Should an allowance be given for chores?

Usually not.
Chores are there to teach responsibility and to learn about different tasks. Money isn’t the focus. There is an exception on older kids. For those that know how to be a little more responsible, money can be used as a little motivator for doing a little extra than the norm. The reason for this is because when
trying to implement money for the younger ones, they can possibly lose all motivation and just stop doing chores overall.

Age-Appropriate Chores for Children

Keep in mind that your child may be able to do more than you think. Just think. Kids are into complicated puzzles and computer games. If they are capable of understanding that, they can follow through with certain tasks around the house.

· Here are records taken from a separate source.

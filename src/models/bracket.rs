//! Bracket tree: the single-elimination ladder as a perfect binary tree.
//!
//! Leaves are first-round seed slots. A match node records which of its two
//! branches won rather than a copy of the winner, so a winner that did not
//! take part in the match cannot be represented. Rounds count up from the
//! leaves: a leaf is round 0, the matches above them round 1, and the root
//! is round `rounds_for(entrants)`.

use crate::models::participant::{HorseId, Participant};
use crate::models::tournament::TournamentError;
use serde::{Deserialize, Serialize};
use std::fmt;
use std::str::FromStr;
use thiserror::Error;

/// One of the two children of a match node.
#[derive(Clone, Copy, Debug, Eq, Hash, PartialEq, Serialize, Deserialize)]
#[serde(rename_all = "snake_case")]
pub enum Branch {
    Upper,
    Lower,
}

impl Branch {
    pub const BOTH: [Branch; 2] = [Branch::Upper, Branch::Lower];

    pub fn index(self) -> usize {
        match self {
            Branch::Upper => 0,
            Branch::Lower => 1,
        }
    }

    pub fn other(self) -> Self {
        match self {
            Branch::Upper => Branch::Lower,
            Branch::Lower => Branch::Upper,
        }
    }
}

/// Number of rounds needed for `count` entrants: ⌈log2 count⌉ (0 below two entrants).
pub fn rounds_for(count: usize) -> u32 {
    if count < 2 {
        0
    } else {
        count.next_power_of_two().trailing_zeros()
    }
}

/// A node of the bracket.
#[derive(Clone, Debug, Eq, PartialEq, Serialize, Deserialize)]
#[serde(try_from = "NodeRepr", into = "NodeRepr")]
pub enum BracketNode {
    /// First-round slot; `None` is a bye (or a slot not seeded yet).
    Leaf(Option<Participant>),
    /// A contest between the residents of the two branches.
    Match {
        winner: Option<Branch>,
        branches: Box<[BracketNode; 2]>,
    },
}

impl BracketNode {
    pub fn leaf(participant: Option<Participant>) -> Self {
        BracketNode::Leaf(participant)
    }

    /// Undecided match over two subtrees.
    pub fn pair(upper: BracketNode, lower: BracketNode) -> Self {
        BracketNode::Match {
            winner: None,
            branches: Box::new([upper, lower]),
        }
    }

    /// Skeleton of `rounds` rounds with every slot empty.
    pub fn empty(rounds: u32) -> Self {
        if rounds == 0 {
            BracketNode::Leaf(None)
        } else {
            BracketNode::pair(Self::empty(rounds - 1), Self::empty(rounds - 1))
        }
    }

    pub fn is_leaf(&self) -> bool {
        matches!(self, BracketNode::Leaf(_))
    }

    /// Resident participant: the seeded entrant of a leaf, or the winner of a match.
    pub fn winner(&self) -> Option<&Participant> {
        match self {
            BracketNode::Leaf(participant) => participant.as_ref(),
            BracketNode::Match { winner, branches } => {
                winner.and_then(|side| branches[side.index()].winner())
            }
        }
    }

    /// Residents of both children; `None` for a leaf.
    pub fn child_winners(&self) -> Option<[Option<&Participant>; 2]> {
        self.branches()
            .map(|[upper, lower]| [upper.winner(), lower.winner()])
    }

    pub fn branches(&self) -> Option<&[BracketNode; 2]> {
        match self {
            BracketNode::Leaf(_) => None,
            BracketNode::Match { branches, .. } => Some(branches),
        }
    }

    /// Height above the leaves.
    pub fn round(&self) -> u32 {
        match self {
            BracketNode::Leaf(_) => 0,
            BracketNode::Match { branches, .. } => 1 + branches[0].round(),
        }
    }

    /// True if no entrant is seeded anywhere in this subtree.
    pub fn is_bye(&self) -> bool {
        match self {
            BracketNode::Leaf(participant) => participant.is_none(),
            BracketNode::Match { branches, .. } => branches.iter().all(BracketNode::is_bye),
        }
    }

    /// Branch whose resident is `horse_id`, for a match node.
    pub fn contender_side(&self, horse_id: HorseId) -> Option<Branch> {
        let residents = self.child_winners()?;
        Branch::BOTH.into_iter().find(|side| {
            residents[side.index()].is_some_and(|p| p.horse_id == horse_id)
        })
    }

    pub fn node_at(&self, path: &BracketPath) -> Option<&BracketNode> {
        path.steps()
            .iter()
            .try_fold(self, |node, step| node.branches().map(|b| &b[step.index()]))
    }

    pub fn node_at_mut(&mut self, path: &BracketPath) -> Option<&mut BracketNode> {
        let mut node = self;
        for step in path.steps() {
            node = match node {
                BracketNode::Leaf(_) => return None,
                BracketNode::Match { branches, .. } => &mut branches[step.index()],
            };
        }
        Some(node)
    }

    /// Seeded entrants in slot order.
    pub fn entrants(&self) -> Vec<&Participant> {
        let mut out = Vec::new();
        self.collect_entrants(&mut out);
        out
    }

    fn collect_entrants<'a>(&'a self, out: &mut Vec<&'a Participant>) {
        match self {
            BracketNode::Leaf(participant) => out.extend(participant.as_ref()),
            BracketNode::Match { branches, .. } => {
                for branch in branches.iter() {
                    branch.collect_entrants(out);
                }
            }
        }
    }

    /// Seeded copy of the entrant with this id.
    pub fn entrant(&self, horse_id: HorseId) -> Option<&Participant> {
        match self {
            BracketNode::Leaf(participant) => {
                participant.as_ref().filter(|p| p.horse_id == horse_id)
            }
            BracketNode::Match { branches, .. } => {
                branches.iter().find_map(|b| b.entrant(horse_id))
            }
        }
    }

    pub(crate) fn entrant_mut(&mut self, horse_id: HorseId) -> Option<&mut Participant> {
        match self {
            BracketNode::Leaf(participant) => {
                participant.as_mut().filter(|p| p.horse_id == horse_id)
            }
            BracketNode::Match { branches, .. } => {
                branches.iter_mut().find_map(|b| b.entrant_mut(horse_id))
            }
        }
    }

    /// Seeded copy of the resident, reached by following decided branches down to a leaf.
    pub(crate) fn resident_mut(&mut self) -> Option<&mut Participant> {
        match self {
            BracketNode::Leaf(participant) => participant.as_mut(),
            BracketNode::Match {
                winner: Some(side),
                branches,
            } => branches[side.index()].resident_mut(),
            BracketNode::Match { winner: None, .. } => None,
        }
    }

    /// Round of the deepest node where `horse_id` is resident; `None` if not in this subtree.
    pub fn round_reached(&self, horse_id: HorseId) -> Option<u32> {
        match self {
            BracketNode::Leaf(participant) => participant
                .as_ref()
                .filter(|p| p.horse_id == horse_id)
                .map(|_| 0),
            BracketNode::Match { branches, .. } => {
                if self.winner().is_some_and(|p| p.horse_id == horse_id) {
                    return Some(self.round());
                }
                branches.iter().filter_map(|b| b.round_reached(horse_id)).max()
            }
        }
    }

    /// True once the root holds a champion.
    pub fn is_decided(&self) -> bool {
        self.winner().is_some()
    }

    pub fn champion(&self) -> Option<&Participant> {
        match self {
            BracketNode::Leaf(_) => None,
            BracketNode::Match { .. } => self.winner(),
        }
    }

    /// True if any match was decided between two real contenders (bye advances don't count).
    pub fn has_contested_result(&self) -> bool {
        match self {
            BracketNode::Leaf(_) => false,
            BracketNode::Match { winner, branches } => {
                (winner.is_some() && !branches.iter().any(BracketNode::is_bye))
                    || branches.iter().any(BracketNode::has_contested_result)
            }
        }
    }

    /// Advance every resident whose opponent subtree is a bye, bottom-up.
    pub(crate) fn settle_byes(&mut self) {
        let round = self.round();
        let BracketNode::Match { winner, branches } = self else {
            return;
        };
        for branch in branches.iter_mut() {
            branch.settle_byes();
        }
        if winner.is_some() {
            return;
        }
        let advancing = match (branches[0].is_bye(), branches[1].is_bye()) {
            (false, true) if branches[0].winner().is_some() => Branch::Upper,
            (true, false) if branches[1].winner().is_some() => Branch::Lower,
            _ => return,
        };
        *winner = Some(advancing);
        if let Some(participant) = branches[advancing.index()].resident_mut() {
            participant.round_reached = participant.round_reached.max(round);
        }
    }

    /// Rewrite every seeded entrant's `round_reached` from the tree.
    pub(crate) fn project_rounds(&mut self) {
        let rounds: Vec<(HorseId, u32)> = self
            .entrants()
            .iter()
            .map(|p| (p.horse_id, self.round_reached(p.horse_id).unwrap_or(0)))
            .collect();
        for (horse_id, round) in rounds {
            if let Some(participant) = self.entrant_mut(horse_id) {
                participant.round_reached = round;
            }
        }
    }
}

/// Route from the root to a node, written as `u`/`l` steps (`""` is the root).
#[derive(Clone, Debug, Default, Eq, Hash, PartialEq, Serialize, Deserialize)]
#[serde(try_from = "String", into = "String")]
pub struct BracketPath(Vec<Branch>);

impl BracketPath {
    pub fn root() -> Self {
        Self::default()
    }

    pub fn steps(&self) -> &[Branch] {
        &self.0
    }

    /// Path to one child of the node this path points at.
    pub fn child(&self, side: Branch) -> Self {
        let mut steps = self.0.clone();
        steps.push(side);
        Self(steps)
    }
}

impl From<Vec<Branch>> for BracketPath {
    fn from(steps: Vec<Branch>) -> Self {
        Self(steps)
    }
}

#[derive(Clone, Debug, Eq, PartialEq, Error)]
#[error("invalid bracket path {0:?}: expected only 'u' and 'l' steps")]
pub struct ParseBracketPathError(String);

impl FromStr for BracketPath {
    type Err = ParseBracketPathError;

    fn from_str(s: &str) -> Result<Self, Self::Err> {
        s.trim()
            .chars()
            .map(|c| match c.to_ascii_lowercase() {
                'u' => Ok(Branch::Upper),
                'l' => Ok(Branch::Lower),
                _ => Err(ParseBracketPathError(s.to_string())),
            })
            .collect::<Result<Vec<_>, _>>()
            .map(BracketPath)
    }
}

impl TryFrom<String> for BracketPath {
    type Error = ParseBracketPathError;

    fn try_from(s: String) -> Result<Self, Self::Error> {
        s.parse()
    }
}

impl From<BracketPath> for String {
    fn from(path: BracketPath) -> Self {
        path.to_string()
    }
}

impl fmt::Display for BracketPath {
    fn fmt(&self, f: &mut fmt::Formatter<'_>) -> fmt::Result {
        for step in &self.0 {
            f.write_str(match step {
                Branch::Upper => "u",
                Branch::Lower => "l",
            })?;
        }
        Ok(())
    }
}

/// Wire shape of a node: the resident participant plus, for matches, both branches.
#[derive(Serialize, Deserialize)]
struct NodeRepr {
    participant: Option<Participant>,
    #[serde(default, skip_serializing_if = "Option::is_none")]
    branches: Option<Vec<NodeRepr>>,
}

impl From<BracketNode> for NodeRepr {
    fn from(node: BracketNode) -> Self {
        let participant = node.winner().cloned();
        match node {
            BracketNode::Leaf(_) => NodeRepr {
                participant,
                branches: None,
            },
            BracketNode::Match { branches, .. } => {
                let [upper, lower] = *branches;
                NodeRepr {
                    participant,
                    branches: Some(vec![upper.into(), lower.into()]),
                }
            }
        }
    }
}

impl TryFrom<NodeRepr> for BracketNode {
    type Error = TournamentError;

    fn try_from(repr: NodeRepr) -> Result<Self, Self::Error> {
        let Some(branches) = repr.branches else {
            return Ok(BracketNode::Leaf(repr.participant));
        };
        let [upper, lower]: [NodeRepr; 2] = branches.try_into().map_err(|b: Vec<NodeRepr>| {
            TournamentError::BracketCorrupted(format!(
                "match node has {} branches, expected 2",
                b.len()
            ))
        })?;
        let branches: Box<[BracketNode; 2]> = Box::new([upper.try_into()?, lower.try_into()?]);
        let winner = match repr.participant {
            None => None,
            Some(participant) => {
                let side = Branch::BOTH
                    .into_iter()
                    .find(|side| {
                        branches[side.index()]
                            .winner()
                            .is_some_and(|w| w.horse_id == participant.horse_id)
                    })
                    .ok_or_else(|| {
                        TournamentError::BracketCorrupted(format!(
                            "{participant} is recorded as winner of a match it did not play"
                        ))
                    })?;
                Some(side)
            }
        };
        Ok(BracketNode::Match { winner, branches })
    }
}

Preschoolers can handle one or two simple one-step or two-step jobs and while older children can manage more.



Chores by age group:

Ages 2-5:

Put toys away
Fill pet’s food dish
Put clothes in hamper
Wipe up spills
Pile books and magazines
Set the table for meals.
Help with preparing meals, under supervision.
Help put clean clothes into piles for each family member, ready to fold.
Help with grocery shopping and putting away groceries.
Hand you wet clothes to be hung out to dry.

Ages 6-8:

Sort laundry
Sweep floors
Set and clear table
Help make and pack lunch
Weed and rake leaves
Keep bedroom tidy
Clean the bathroom sink, wipe down kitchen benches, mop floors or take out rubbish.
Help hang out clothes and fold washing.
Put away crockery and cutlery.
Help with choosing meals and shopping.
Help with meal preparation and serving, under supervision

Ages 9-12:

Assist in household projects/repairs (painting, etc.)
Clean the bathroom.
Cut flowers and make a centerpiece.
Do chores without a reminder.
Do more difficult cleaning projects (scrubbing kitchen floor, windows)
Do simple ironing.
Empty garbage pails in the house.
Feeding baby and younger siblings
Fold blankets.
Get own snacks
Help others with their work when asked.
Help prepare simple meals.
Help rearrange furniture. Help plan the layout.
Help wash the car.
Help with defrosting and cleaning the refrigerator.
Increased responsibilities for younger siblings (dressing infants/toddlers, entertaining them for longer periods, helping with school work)
Learn to wash dishes independently.
Make more complex meals/snacks (pour and make tea, coffee, and instant drinks, beginning meal planning).
More difficult cleaning projects (scrubbing floors, etc.)
Operate the washer and dryer.
Polish silverware, copper, or brass items.
Put away groceries
Put siblings to bed and dress them.
Simple first aid.
Take care of younger siblings with a parent at home.
Wash and dry dishes or load/unload dishwasher.

Allowing children to do chores around the house truly opens and awakens a child’s mind.